There’s always a danger with role-models:  emulation is desirable but putting someone on a pedestal can easily morph into ‘blind’ (pardon the pun) idolatry or ‘paragonism’.

(bridge the ) Gap Year

October 22, 2018

i first heard the term ‘gap year’ when I migrated to Australia. It’s supposed to be a respite after Year 12 before college (or as they call it here: university).  A year of ‘rest’ from school is a luxury and culturally antithetical from an Asian, developing economy such as the Philippines.  I do believe that this is beneficial to one’s mindset but maybe this is a result of how formal education is currently structured – maybe having social justice integrated with the curricula is more effective.

Bridge The Gap is essentially a movement to help address the inequalities that exist in Australian society:  it seeks to make Aboriginal & Torres Strait Islander’s outcomes similar to that of the Caucasian population as the disparities are obvious.  Regardless of how you feel about the issue, a more general philosophy of empathy for societal challenges may shift our definitions for success and progress.  There is one I found with some aspects sort of the same but what I’m proposing is non-prescriptive and ‘decontesualised’ making it more applicable to most countries and subject to what’s realistic for the individual.

The idea still needs to be threshed out (and the subject of some blog posts) but I think it’s an idea worth exploring further.

2 princes

June 6, 2018

sorry. i was MIA but I had a few personal issues to contend with.
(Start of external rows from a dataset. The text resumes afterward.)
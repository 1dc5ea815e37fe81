use crate::adapters::dataset::JsonDataset;
use crate::adapters::http::HttpDataset;
use crate::adapters::storage::LocalStorage;
use crate::config::settings::ReportSettings;
use crate::config::toml_config::TomlConfig;
use crate::core::bundle::bundle;
use crate::core::query::ReportQuery;
use crate::core::report::ReportEngine;
use crate::domain::model::{ReportFormat, ReportOutput};
use crate::domain::ports::{EmployeeDirectory, SkillRecordSource, Storage};
use crate::utils::error::{ReportError, Result};

#[derive(Debug, Clone, PartialEq, Eq)]
pub enum DataSource {
    File(String),
    Url(String),
}

impl DataSource {
    /// Command line wins over the config file.
    pub fn resolve(
        dataset: Option<&str>,
        source_url: Option<&str>,
        file_config: &TomlConfig,
    ) -> Result<Self> {
        if let Some(path) = dataset {
            return Ok(DataSource::File(path.to_string()));
        }
        if let Some(url) = source_url {
            return Ok(DataSource::Url(url.to_string()));
        }

        match (&file_config.source.dataset, &file_config.source.url) {
            (Some(path), _) => Ok(DataSource::File(path.clone())),
            (None, Some(url)) => Ok(DataSource::Url(url.clone())),
            (None, None) => Err(ReportError::MissingConfigError {
                field: "dataset or source_url".to_string(),
            }),
        }
    }
}

/// One report run: fetch, render every requested format, write the files.
#[derive(Debug, Clone)]
pub struct ReportJob {
    pub source: DataSource,
    pub query: ReportQuery,
    pub formats: Vec<ReportFormat>,
    pub bundle: bool,
    pub settings: ReportSettings,
}

impl ReportJob {
    /// Returns the written file names, relative to the storage root.
    pub async fn run<S: Storage>(&self, storage: &S) -> Result<Vec<String>> {
        let outputs = match &self.source {
            DataSource::File(path) => {
                tracing::info!("📁 Loading dataset from: {}", path);
                let dataset = JsonDataset::load(&LocalStorage::new(String::new()), path).await?;
                self.render(dataset.clone(), dataset).await?
            }
            DataSource::Url(url) => {
                tracing::info!("📡 Fetching dataset from: {}", url);
                let dataset = HttpDataset::new(url.clone());
                self.render(dataset.clone(), dataset).await?
            }
        };

        let mut written = Vec::with_capacity(outputs.len() + 1);
        if let Err(e) = self.write_outputs(storage, &outputs, &mut written).await {
            // 任何一個檔案寫入失敗，就移除已寫出的檔案，不留下部分結果
            tracing::error!("Writing reports failed: {}", e);
            rollback(storage, &written).await;
            return Err(e);
        }

        Ok(written)
    }

    async fn write_outputs<S: Storage>(
        &self,
        storage: &S,
        outputs: &[ReportOutput],
        written: &mut Vec<String>,
    ) -> Result<()> {
        let archive = if self.bundle {
            Some(bundle(outputs)?)
        } else {
            None
        };

        for output in outputs {
            storage.write_file(&output.filename, &output.body).await?;
            tracing::debug!("Wrote {} ({} bytes)", output.filename, output.body.len());
            written.push(output.filename.clone());
        }

        if let Some(archive) = archive {
            let filename = self.settings.filename("zip");
            storage.write_file(&filename, &archive).await?;
            written.push(filename);
        }

        Ok(())
    }

    async fn render<R, D>(&self, records: R, directory: D) -> Result<Vec<ReportOutput>>
    where
        R: SkillRecordSource,
        D: EmployeeDirectory,
    {
        let engine = ReportEngine::with_settings(records, directory, self.settings.clone());
        engine.generate_all(&self.query, &self.formats).await
    }
}

async fn rollback<S: Storage>(storage: &S, written: &[String]) {
    for filename in written {
        match storage.remove_file(filename).await {
            Ok(()) => tracing::debug!("Removed partial output {}", filename),
            Err(e) => tracing::warn!("Could not remove partial output {}: {}", filename, e),
        }
    }
}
I’m sort of back.  That said, my posts will be “irregular” over the next few months.  I need to reserve most of my time and effort for my other blog for my studies.  You may wonder why I maintain two.  It’s because most of the ideas there are not yet ready-for-prime-time and aren’t up-to-snuff  yet to be shared.
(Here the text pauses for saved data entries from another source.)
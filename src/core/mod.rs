pub mod bundle;
pub mod csv_report;
pub mod filter;
pub mod pdf;
pub mod projector;
pub mod query;
pub mod report;

pub use crate::domain::model::{ReportFormat, ReportOutput, ReportRow, SkillRecord};
pub use crate::domain::ports::{EmployeeDirectory, SkillRecordSource, Storage, TextMeasure};
pub use crate::utils::error::Result;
It’s partly a quality kick but mainly because you can’t serve two masters well.

nudge, nudge, wink, wink

October 20, 2017

Richard Thaler recently won the Nobel for Economic Sciences for his contributions to the field of Behavioural Economics (an amalgam of Economics and Psychology).   While it was for numerous works, I enjoyed his book on libertarian paternalism more commonly known as nudge theory (Nudge:  Improving Health, Wealth, and Happiness).  Moreover, he had a cameo in the Oscar-nominated film I liked called The Big Short (based also on a book) –  while intellectually I agree with the hot-hand fallacy as a former basketball player I can’t deny the boost of confidence this gave me.

I think everyone running for public life (or already in it) will be well-served to read it.  Hopefully, I can apply some of the teachings to my own life.

Paul Krugman and Joseph Stiglitz were previously nominated by the committee for economics.  I wonder which author I read will be next?

closing time

October 18, 2017

technically the Repatriation Hospital didn’t close down today but it was my last day at the free student physical therapy clinic.  I wasn’t really that sentimental before but I’m feeling a bit sad.  Maybe since I spent several years there and was so used to the caring people there or maybe because I’ve been more in tune with my emotions since nearly a decade of  living with an ABI.  Regardless, it was probably a combination of these factors.

More than my very slow improvements, I’m more of a homebody but it was a weekly “excuse” to get out of the house.  I’m not very big on socialisation but it felt good to be around other people who truly understood the challenges of daily life and the “simple” acts most people don’t give much thought to but are difficult for us.  It was never about commiseration but having a shared experience.

Many thanks to Dino for the rides; to Sandy and the other girls at Reception; the Physios in charge and the students assigned to me (hopefully you learned a lot from me as I did from you).

Rehabilitation is so much more than “mending” the body.